The dining room, however, is where the developers depart:

  • Urbanica's development manager, Kamran Zahedi, said his design would refurbish the building without breaking up the inside - a move that he said would save money on construction and increase the chance of earning credit from the Federal Historic Preservation Tax Incentives Program. Zahedi would also leave the 30-foot crane inside the substation to retain authenticity.
  • WaterMark president Jeffrey Goodman would work with one of the owners of the South End's successful Beehive Restaurant & Lounge, Darryl Settles, to create a restaurant-lounge on the first and second floors with a seasonal roof deck offering views of Boston's skyline and the Blue Hills.
  • Merrill Diamond of Diamond Sinacori said he's taken the pulse of the neighborhood and determined there's a need for office space. Retail space and restaurant space with a sunken outdoor seating area would occupy the building's basement.

    Built in 1911, the substation hasn't powered trolleys since the T stopped running streetcars in the city's southern sections in the late 1960s.

    The building was entangled in a legal dispute between the T and a previous developer for the last few years that was ultimately decided by the Supreme Judicial Court. The BRA acquired the 6,291-square-foot building last June and issued a request for proposals in August seeking retail, office, community and cultural use for a site.

    In addition to the uncertain real estate market, redevelopment of the substation presents challenges such as lack of parking. And while the pending preservation tax credits could offset the cost of restoring the building, they come with a stringent set of aesthetic restrictions.

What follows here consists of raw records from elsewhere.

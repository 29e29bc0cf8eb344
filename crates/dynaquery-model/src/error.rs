//! Service error shape.
//!
//! The service reports failures as JSON bodies with a `__type` field holding a
//! fully-qualified error name (`com.amazonaws.dynamodb.v20120810#...`) and an
//! optional message. [`ServiceError`] preserves that shape verbatim so callers
//! see exactly what the service said, while [`ServiceErrorCode`] gives a typed
//! view of the well-known codes.

use serde::Deserialize;

/// Well-known error codes reported by the table service.
///
/// Codes the client has no special handling for still round-trip through
/// [`ServiceErrorCode::Other`] rather than being lost.
#[derive(Debug, Clone, PartialEq, Eq, Hash, Default)]
#[non_exhaustive]
pub enum ServiceErrorCode {
    /// A condition expression evaluated to false.
    ConditionalCheckFailed,
    /// Table or index not found.
    ResourceNotFound,
    /// A transactional write was canceled.
    TransactionCanceled,
    /// Concurrent transaction conflict.
    TransactionConflict,
    /// Provisioned read/write capacity exceeded.
    ProvisionedThroughputExceeded,
    /// Request rejected by input validation.
    #[default]
    Validation,
    /// Malformed request body.
    Serialization,
    /// Service-side failure.
    InternalServerError,
    /// Any error code this client does not recognize.
    Other(String),
}

impl ServiceErrorCode {
    /// Parse the short code out of a fully-qualified `__type` value.
    ///
    /// The service prefixes codes with a namespace and `#`, e.g.
    /// `com.amazonaws.dynamodb.v20120810#ResourceNotFoundException`; a bare
    /// code without the namespace is accepted as well.
    #[must_use]
    pub fn from_type_name(type_name: &str) -> Self {
        let short = type_name.rsplit('#').next().unwrap_or(type_name);
        match short {
            "ConditionalCheckFailedException" => Self::ConditionalCheckFailed,
            "ResourceNotFoundException" => Self::ResourceNotFound,
            "TransactionCanceledException" => Self::TransactionCanceled,
            "TransactionConflictException" => Self::TransactionConflict,
            "ProvisionedThroughputExceededException" => Self::ProvisionedThroughputExceeded,
            "ValidationException" => Self::Validation,
            "SerializationException" => Self::Serialization,
            "InternalServerError" => Self::InternalServerError,
            _ => Self::Other(short.to_owned()),
        }
    }

    /// Returns the short error code string.
    #[must_use]
    pub fn as_str(&self) -> &str {
        match self {
            Self::ConditionalCheckFailed => "ConditionalCheckFailedException",
            Self::ResourceNotFound => "ResourceNotFoundException",
            Self::TransactionCanceled => "TransactionCanceledException",
            Self::TransactionConflict => "TransactionConflictException",
            Self::ProvisionedThroughputExceeded => "ProvisionedThroughputExceededException",
            Self::Validation => "ValidationException",
            Self::Serialization => "SerializationException",
            Self::InternalServerError => "InternalServerError",
            Self::Other(s) => s.as_str(),
        }
    }
}

impl std::fmt::Display for ServiceErrorCode {
    fn fmt(&self, f: &mut std::fmt::Formatter<'_>) -> std::fmt::Result {
        f.write_str(self.as_str())
    }
}

/// An error response from the table service, passed through unmodified.
#[derive(Debug, Clone, thiserror::Error)]
#[error("{code}: {message}")]
pub struct ServiceError {
    /// Typed view of the error code.
    pub code: ServiceErrorCode,
    /// The raw `__type` value as received.
    pub type_name: String,
    /// Human-readable message from the service.
    pub message: String,
}

impl ServiceError {
    /// Create an error from a fully-qualified type name and message.
    #[must_use]
    pub fn new(type_name: impl Into<String>, message: impl Into<String>) -> Self {
        let type_name = type_name.into();
        Self {
            code: ServiceErrorCode::from_type_name(&type_name),
            type_name,
            message: message.into(),
        }
    }

    /// Parse a JSON error body as the service emits it.
    ///
    /// Unparseable bodies become a [`ServiceErrorCode::Serialization`] error
    /// carrying the raw body, so no failure detail is ever dropped.
    #[must_use]
    pub fn from_body(body: &[u8]) -> Self {
        match serde_json::from_slice::<WireError>(body) {
            Ok(wire) => Self::new(wire.type_name, wire.message.unwrap_or_default()),
            Err(_) => Self::new(
                "SerializationException",
                String::from_utf8_lossy(body).into_owned(),
            ),
        }
    }
}

/// The JSON error body shape. The message key's casing varies by operation.
#[derive(Debug, Deserialize)]
struct WireError {
    #[serde(rename = "__type")]
    type_name: String,
    #[serde(alias = "Message", default)]
    message: Option<String>,
}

    "Not breaking the space into smaller spaces, that gives you a good chance to get the [historical] designation," said Zahedi, whose company recently converted historic police stations in the South End and Somerville, as well as a Belmont firehouse, into condo. "Dividing it into smaller units takes away the integrity of the landmark status.

    Zahedi concluded that offices on the site aren't fiscally feasible in the current real estate market.

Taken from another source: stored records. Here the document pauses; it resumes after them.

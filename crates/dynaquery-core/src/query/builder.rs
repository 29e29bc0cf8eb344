//! Compiles a [`Filter`] into a native query request for one index.
//!
//! Conditions on the index's own key attributes become the key condition
//! (pruned server-side); conditions on any other attribute become an
//! AND-joined filter expression, which the service evaluates after key
//! pruning and which consumes read capacity whether or not items match.
//!
//! Placeholder scheme: attribute names render as `#` plus the upper-cased
//! attribute key, values as `:` plus the attribute key (`_start`/`_end`
//! suffixes for ranges, `_0…_n` for IN lists).

use dynaquery_model::AttributeValue;
use dynaquery_model::input::QueryInput;

use crate::error::{Error, Result};
use crate::filter::{Direction, Filter, Predicate, WhereValue};
use crate::operator::NativeOperator;

/// Builds a complete query request (minus table and index name) from
/// `filter` against an index keyed by `partition_key_name` /
/// `sort_key_name`.
///
/// Validation is synchronous and happens before anything is rendered, so a
/// bad filter never produces a partial request.
pub fn build_query_input(
    filter: &Filter,
    partition_key_name: &str,
    sort_key_name: Option<&str>,
) -> Result<QueryInput> {
    validate(filter, partition_key_name, sort_key_name)?;

    let mut input = QueryInput::default();
    let mut key_conditions: Vec<String> = Vec::new();
    let mut filter_conditions: Vec<String> = Vec::new();

    for (key, condition) in filter.where_clause.iter() {
        let name = format!("#{}", key.to_uppercase());
        let value_expr = format!(":{key}");
        input
            .expression_attribute_names
            .insert(name.clone(), key.clone());

        if key == partition_key_name {
            let value = partition_key_scalar(condition)?;
            key_conditions.push(format!("{name} = {value_expr}"));
            input
                .expression_attribute_values
                .insert(value_expr, value.clone());
        } else if Some(key.as_str()) == sort_key_name {
            key_conditions.push(compile_sort_key(
                condition,
                &name,
                &value_expr,
                &mut input,
            )?);
        } else {
            filter_conditions.push(compile_filter_attr(
                condition,
                &name,
                &value_expr,
                &mut input,
            )?);
        }
    }

    input.key_condition_expression = Some(key_conditions.join(" AND "));
    if !filter_conditions.is_empty() {
        input.filter_expression = Some(filter_conditions.join(" AND "));
    }

    if let Some(fields) = filter.fields.as_deref().filter(|f| !f.is_empty()) {
        input.projection_expression = Some(build_projection(
            fields,
            partition_key_name,
            sort_key_name,
        ));
    }

    input.scan_index_forward = filter.order_by.map(Direction::scan_forward);
    input.limit = filter.limit;

    Ok(input)
}

/// Rejects filters that cannot compile, with expected-vs-received messages.
fn validate(filter: &Filter, partition_key_name: &str, sort_key_name: Option<&str>) -> Result<()> {
    if partition_key_name.is_empty() || sort_key_name.is_some_and(str::is_empty) {
        return Err(Error::InvalidArgument {
            expected: "$partitionKeyName(string), $sortKeyName(string) to not be empty",
            received: format!("{partition_key_name:?}, {sort_key_name:?}"),
        });
    }

    if filter.where_clause.get(partition_key_name).is_none() {
        return Err(Error::PartitionKeyRequired);
    }

    if let Some(limit) = filter.limit {
        if limit == 0 {
            return Err(Error::InvalidLimit);
        }
    }

    Ok(())
}

/// The partition key only ever supports literal equality.
fn partition_key_scalar(condition: &WhereValue) -> Result<&AttributeValue> {
    match condition {
        WhereValue::Scalar(value) if value.is_key_scalar() => Ok(value),
        WhereValue::Scalar(value) => Err(Error::PartitionKeyNotScalar {
            received: value.type_descriptor(),
        }),
        WhereValue::List(_) => Err(Error::PartitionKeyNotScalar { received: "list" }),
        WhereValue::Predicate(_) => Err(Error::PartitionKeyNotScalar {
            received: "predicate",
        }),
    }
}

/// Renders one sort-key condition into the key condition clause.
fn compile_sort_key(
    condition: &WhereValue,
    name: &str,
    value_expr: &str,
    input: &mut QueryInput,
) -> Result<String> {
    match condition {
        WhereValue::Scalar(value) => {
            input
                .expression_attribute_values
                .insert(value_expr.to_owned(), value.clone());
            Ok(format!("{name} = {value_expr}"))
        }
        WhereValue::List(values) => match values.as_slice() {
            [low, high] => Ok(push_between(name, value_expr, low, high, input)),
            other => Err(Error::InvalidRange {
                received: other.len(),
            }),
        },
        WhereValue::Predicate(predicate) => match predicate {
            Predicate::Eq(v)
            | Predicate::Lt(v)
            | Predicate::Lte(v)
            | Predicate::Gt(v)
            | Predicate::Gte(v) => {
                let op = predicate.comparator().native();
                input
                    .expression_attribute_values
                    .insert(value_expr.to_owned(), v.clone());
                Ok(format!("{name} {op} {value_expr}"))
            }
            Predicate::Between(low, high) => Ok(push_between(name, value_expr, low, high, input)),
            Predicate::BeginsWith(v) => {
                input
                    .expression_attribute_values
                    .insert(value_expr.to_owned(), v.clone());
                Ok(format!("begins_with({name}, {value_expr})"))
            }
            other => Err(Error::SortKeyOperator {
                operator: other.comparator().as_str(),
            }),
        },
    }
}

/// Renders one non-key condition into the filter clause.
fn compile_filter_attr(
    condition: &WhereValue,
    name: &str,
    value_expr: &str,
    input: &mut QueryInput,
) -> Result<String> {
    match condition {
        WhereValue::Scalar(value) => {
            input
                .expression_attribute_values
                .insert(value_expr.to_owned(), value.clone());
            Ok(format!("{name} = {value_expr}"))
        }
        WhereValue::List(values) => Ok(push_in_list(name, value_expr, values, input)),
        WhereValue::Predicate(predicate) => match predicate {
            Predicate::Eq(v)
            | Predicate::Neq(v)
            | Predicate::Lt(v)
            | Predicate::Lte(v)
            | Predicate::Gt(v)
            | Predicate::Gte(v) => {
                let op = predicate.comparator().native();
                debug_assert!(op.is_infix_comparison());
                input
                    .expression_attribute_values
                    .insert(value_expr.to_owned(), v.clone());
                Ok(format!("{name} {op} {value_expr}"))
            }
            Predicate::Between(low, high) => Ok(push_between(name, value_expr, low, high, input)),
            Predicate::Inq(values) => Ok(push_in_list(name, value_expr, values, input)),
            Predicate::Like(v) => {
                let op = NativeOperator::Contains;
                input
                    .expression_attribute_values
                    .insert(value_expr.to_owned(), v.clone());
                Ok(format!("{op}({name}, {value_expr})"))
            }
            other => Err(Error::FilterOperator {
                operator: other.comparator().as_str(),
            }),
        },
    }
}

/// `#NAME BETWEEN :name_start AND :name_end`, binding both bounds.
fn push_between(
    name: &str,
    value_expr: &str,
    low: &AttributeValue,
    high: &AttributeValue,
    input: &mut QueryInput,
) -> String {
    input
        .expression_attribute_values
        .insert(format!("{value_expr}_start"), low.clone());
    input
        .expression_attribute_values
        .insert(format!("{value_expr}_end"), high.clone());
    format!("{name} BETWEEN {value_expr}_start AND {value_expr}_end")
}

/// `#NAME IN (:name_0, ..., :name_n)` with one binding per element.
fn push_in_list(
    name: &str,
    value_expr: &str,
    values: &[AttributeValue],
    input: &mut QueryInput,
) -> String {
    let mut placeholders = Vec::with_capacity(values.len());
    for (i, value) in values.iter().enumerate() {
        let placeholder = format!("{value_expr}_{i}");
        input
            .expression_attribute_values
            .insert(placeholder.clone(), value.clone());
        placeholders.push(placeholder);
    }
    format!("{name} IN ({})", placeholders.join(", "))
}

/// Projection = requested fields plus the index keys, deduplicated, so
/// downstream pagination logic can always rely on key presence.
fn build_projection(
    fields: &[String],
    partition_key_name: &str,
    sort_key_name: Option<&str>,
) -> String {
    let mut seen: Vec<&str> = Vec::with_capacity(fields.len() + 2);
    for field in fields
        .iter()
        .map(String::as_str)
        .chain(std::iter::once(partition_key_name))
        .chain(sort_key_name)
    {
        if !seen.contains(&field) {
            seen.push(field);
        }
    }
    seen.join(",")
}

    Diamond, however, spoke with Roslindale residents working from home who would like offices nearby. "There's a clear demand for office space," said Diamond, who gained a preservation tax credit for condos called The Waterworks at Chestnut Hill near Boston College. .

    Diamond also said the community is looking for more foot traffic during the day rather than at night.

    Goodman, however, pointed to Roslindale's new zoning code, which was cemented in June and allows for more live entertainment operating after 10:30 p.m.

    "I reached out to Darryl because the Beehive is such an incredible, wonderful space and [the substation] has a lot of elements that could generate excitement, generate traffic and put a spring in people's step," Goodman said. "It would certainly extend traffic into the evening and night rather than everything rolling up at 9 o'clock."

    But the traditionally sleepy community recently shot down the Birch Street Bistro's plans to offer live music on its patio on a regular basis. Goodman doesn't have plans for music on his roof deck, but he acknowledged he will likely face concerns about putting a night hotspot next to F.J. Higgins Funeral Home.

    "The truth is it's a long road, we're one of three proposals," Goodman said. "The BRA doesn't have to accept any of them. If it becomes a couple steps more real, we'll sit down and try to talk about hopes for the space and restrictions for the space to make sure we're good neighbors."

    All three proposals will be presented to the public during a Nov. 5 meeting at the Roslindale Community Center.

    To Carter Wilkie, Roslindale Village Main Streets president, the project marks the neighborhood's coming of age. He noted that takeout joints were the only restaurants in Roslindale 10 years ago.

    "It's sort of like a keystone getting dropped in by a mason; he gets the sides done and then drops in the largest piece at the end," Wilkie said of the substation's redevelopment. "And that's where we are with the business district. A lot of work has taken place over the last 23 years to build up the sides."